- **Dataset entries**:
━━━━━━━━

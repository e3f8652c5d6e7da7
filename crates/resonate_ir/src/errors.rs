//! Diagnostics raised while constructing IR objects.
//!
//! Error codes in this module use the `S1xx` range for type structure and
//! `L1xx` for construction-time limits.

use resonate_diagnostics::{Category, Diagnostic, DiagnosticCode};
use resonate_source::Span;

/// S101: a struct has a member of its own type.
pub const S101: DiagnosticCode = DiagnosticCode::new(Category::Structure, 101);
/// S102: two structs contain each other.
pub const S102: DiagnosticCode = DiagnosticCode::new(Category::Structure, 102);
/// S103: a longer cycle of structs contain each other.
pub const S103: DiagnosticCode = DiagnosticCode::new(Category::Structure, 103);
/// L101: a clock multiplier or divider is out of range or not a power of two.
pub const L101: DiagnosticCode = DiagnosticCode::new(Category::Limit, 101);

/// Creates an error for a struct that directly contains itself.
pub fn type_contains_itself(name: &str, span: Span) -> Diagnostic {
    Diagnostic::error(S101, format!("The type '{name}' cannot contain itself"), span)
}

/// Creates an error for a pair of structs that contain each other.
pub fn types_refer_to_each_other(first: &str, second: &str, span: Span) -> Diagnostic {
    Diagnostic::error(
        S102,
        format!("The types '{first}' and '{second}' refer to each other recursively"),
        span,
    )
}

/// Creates an error for a longer cycle of recursive struct members.
pub fn recursive_types(name: &str, span: Span) -> Diagnostic {
    Diagnostic::error(
        S103,
        format!("The type '{name}' is recursive through a chain of members"),
        span,
    )
}

/// Creates an error for an invalid clock multiplier or divider.
pub fn invalid_clock_ratio(value: i64, span: Span) -> Diagnostic {
    Diagnostic::error(
        L101,
        format!("Clock ratio {value} must be a power of 2 between 1 and 512"),
        span,
    )
}

#[cfg(test)]
mod tests {
    use super::*;

    #[test]
    fn struct_recursion_codes() {
        assert_eq!(type_contains_itself("Voice", Span::DUMMY).code.to_string(), "S101");
        let diag = types_refer_to_each_other("A", "B", Span::DUMMY);
        assert_eq!(diag.code, S102);
        assert!(diag.message.contains("'A' and 'B'"));
        assert_eq!(recursive_types("A", Span::DUMMY).code, S103);
    }

    #[test]
    fn clock_ratio_message() {
        let diag = invalid_clock_ratio(3, Span::DUMMY);
        assert_eq!(diag.code.to_string(), "L101");
        assert!(diag.message.starts_with("Clock ratio 3"));
    }
}
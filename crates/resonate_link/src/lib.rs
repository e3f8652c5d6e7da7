//! Linking of a parsed resonate program.
//!
//! Linking turns a program as written into one the checker and a back end can
//! work with:
//!
//! 1. [`specialise_instances`] binds compile-time arguments by cloning the
//!    instantiated modules.
//! 2. [`link_endpoints`] resolves hoisted endpoint paths, creating
//!    intermediate endpoints and connections through nested graphs.
//!
//! The remaining modules are analyses used by the checker: connection
//! resolution ([`resolver`]), feedback detection in graphs ([`cycles`]) and
//! the function call graph ([`call_graph`]).

#![warn(missing_docs)]

pub mod call_graph;
pub mod cycles;
pub mod errors;
pub mod hoist;
pub mod resolver;
pub mod specialise;

pub use call_graph::{
    check_infinite_loops, check_recursion, check_stack_size, describe_size, CallGraph,
};
pub use cycles::{check_graph_cycles, InstanceGraph};
pub use hoist::link_endpoints;
pub use resolver::{
    check_connection, check_graph_connections, resolve_connection, ResolvedConnection, ResolvedEnd,
};
pub use specialise::specialise_instances;
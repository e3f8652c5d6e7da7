//! The resonate intermediate representation.
//!
//! A [`Program`] owns every [`Module`] of a compilation together with the
//! shared [`ConstantTable`] and string dictionary. Modules are processors,
//! graphs or namespaces. Processors and graphs declare [`Endpoint`]s, graphs
//! hold [`ProcessorInstance`]s and [`Connection`]s, and every module may
//! declare structs, state variables and [`Function`]s made of [`Block`]s.
//!
//! All cross-references are arena IDs. Copying a program is a `Clone`, and
//! [`clone_modules`] / [`specialise_module`] copy module sets with every
//! reference remapped.

#![warn(missing_docs)]

pub mod annotation;
pub mod arena;
pub mod builder;
pub mod clone;
pub mod connection;
pub mod constants;
pub mod endpoint;
pub mod errors;
pub mod function;
pub mod ids;
pub mod instance;
pub mod module;
pub mod program;
pub mod stmt;
pub mod types;
pub mod typing;
pub mod value;
pub mod variable;

pub use annotation::Annotation;
pub use arena::{Arena, ArenaId};
pub use builder::FunctionBuilder;
pub use clone::{clone_modules, specialise_module};
pub use connection::{Connection, EndpointRef, InterpolationType};
pub use constants::ConstantTable;
pub use endpoint::{
    Endpoint, EndpointDetails, EndpointDirection, EndpointKind, PathSegment, CONSOLE_ENDPOINT_NAME,
};
pub use function::{Block, Function, FunctionKind};
pub use ids::*;
pub use instance::{ClockRatio, ProcessorInstance};
pub use module::{Module, ModuleKind, PATH_SEPARATOR};
pub use program::{Program, MAIN_ANNOTATION};
pub use stmt::{
    BinaryOp, Expr, ProcessorProperty, Statement, SubElementIndex, Terminator, UnaryOp,
};
pub use types::{CastKind, PrimitiveType, StructMember, Structure, Type, TypeRules};
pub use value::Value;
pub use variable::{Variable, VariableRole};
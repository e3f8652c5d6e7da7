//! `stream-operations`: reads from inputs and writes to outputs.

use resonate_diagnostics::{Diagnostic, DiagnosticCode};
use resonate_ir::{EndpointKind, Expr, Function, FunctionKind, Module, Program, Statement};
use resonate_source::Span;

use crate::errors;
use crate::{CheckContext, ProgramCheck};

/// Checks every endpoint read and write against the endpoint's direction,
/// kind, types and array size, and against the function doing it.
///
/// Streams and values are only touched by `run`. Events may be sent from
/// any function except the initialisers.
pub struct StreamOperations;

impl ProgramCheck for StreamOperations {
    fn code(&self) -> DiagnosticCode {
        errors::I305
    }

    fn name(&self) -> &str {
        "stream-operations"
    }

    fn description(&self) -> &str {
        "endpoint reads and writes happen in the right functions with the right types"
    }

    fn check(&self, program: &Program, _context: &CheckContext<'_>) -> Result<(), Diagnostic> {
        for (id, function) in program.functions.iter() {
            let module = &program.modules[function.module];
            let op = Operation {
                program,
                module,
                function,
                function_name: program.function_full_name(id),
            };
            for block in function.blocks.values() {
                for statement in &block.statements {
                    match statement {
                        Statement::ReadStream { endpoint, .. } => op.check_read(endpoint, block.span)?,
                        Statement::WriteStream {
                            endpoint,
                            element,
                            value,
                        } => op.check_write(endpoint, element.as_ref(), value, block.span)?,
                        _ => {}
                    }
                }
            }
        }
        Ok(())
    }
}

struct Operation<'a> {
    program: &'a Program,
    module: &'a Module,
    function: &'a Function,
    function_name: String,
}

impl Operation<'_> {
    fn check_read(&self, name: &str, span: Span) -> Result<(), Diagnostic> {
        let kind = self
            .module
            .find_input(name)
            .and_then(|id| self.module.endpoints[id].kind());
        if !matches!(kind, Some(EndpointKind::Stream | EndpointKind::Value)) {
            return Err(errors::cannot_read_from(name, span));
        }
        if self.function.kind != FunctionKind::Run {
            return Err(errors::read_outside_run(name, &self.function_name, span));
        }
        Ok(())
    }

    fn check_write(&self, name: &str, element: Option<&Expr>, value: &Expr, span: Span) -> Result<(), Diagnostic> {
        let details = self
            .module
            .find_output(name)
            .and_then(|id| self.module.endpoints[id].details.as_ref())
            .ok_or_else(|| errors::cannot_write_to(name, span))?;

        match details.kind {
            EndpointKind::Event => {
                if matches!(self.function.kind, FunctionKind::UserInit | FunctionKind::SystemInit) {
                    return Err(errors::event_sent_from_init(name, &self.function_name, span));
                }
            }
            EndpointKind::Stream | EndpointKind::Value => {
                if self.function.kind != FunctionKind::Run {
                    return Err(errors::write_outside_run(name, &self.function_name, span));
                }
            }
        }

        if let Some(element) = element {
            let size = details
                .array_size
                .ok_or_else(|| errors::endpoint_index_invalid(name, span))?;
            if let Expr::Constant(c) = element {
                if let Some(index) = self.program.constant(*c).as_i64() {
                    if index < 0 || index >= i64::from(size) {
                        return Err(errors::endpoint_index_out_of_range(name, index, size, span));
                    }
                }
            }
        }

        let value_type = self.program.expr_type(value);
        let accepted = details.accepted_type(&value_type).is_some()
            || (element.is_none()
                && details.array_size.is_some()
                && value_type.element_count() == details.array_size
                && value_type
                    .element_type()
                    .is_some_and(|e| details.accepted_type(&e).is_some()));
        if !accepted {
            return Err(errors::wrong_type_for_endpoint(
                name,
                &self.program.type_description(&value_type),
                span,
            ));
        }
        Ok(())
    }
}
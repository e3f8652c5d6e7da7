//! HEART: the textual form of a resonate program.
//!
//! HEART is a line-oriented, fully resolved dump of the IR. Every name is
//! qualified, every block is explicit and every constant is spelled out, so a
//! program can be printed, stored and read back without any context.
//!
//! ```text
//! #HEART 1
//!
//! processor Gain [[main: true]]
//! {
//!     output out stream float32;
//!     function run () -> void
//!     {
//!         @block_0:
//!             write out 0.5f;
//!             advance;
//!             return;
//!     }
//! }
//! ```
//!
//! [`to_heart`] and [`parse`] are inverses on canonical text. The round trip
//! doubles as a self-check of the cloning machinery, see
//! [`check_round_trip`].

#![warn(missing_docs)]

pub mod errors;
pub mod lexer;
pub mod parser;
pub mod printer;
pub mod roundtrip;
pub mod token;

pub use lexer::lex;
pub use parser::{parse, parse_file};
pub use printer::to_heart;
pub use roundtrip::{check_round_trip, program_hash};
pub use token::{HeartToken, Token};

/// The format version written to and required in the `#HEART` header.
pub const HEART_VERSION: u32 = 1;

━━━━━━━━

- **About this exercise**:
Go through the data above and count the lines that hold "second". Respond with the number and no other words.

- **Written solution**:
2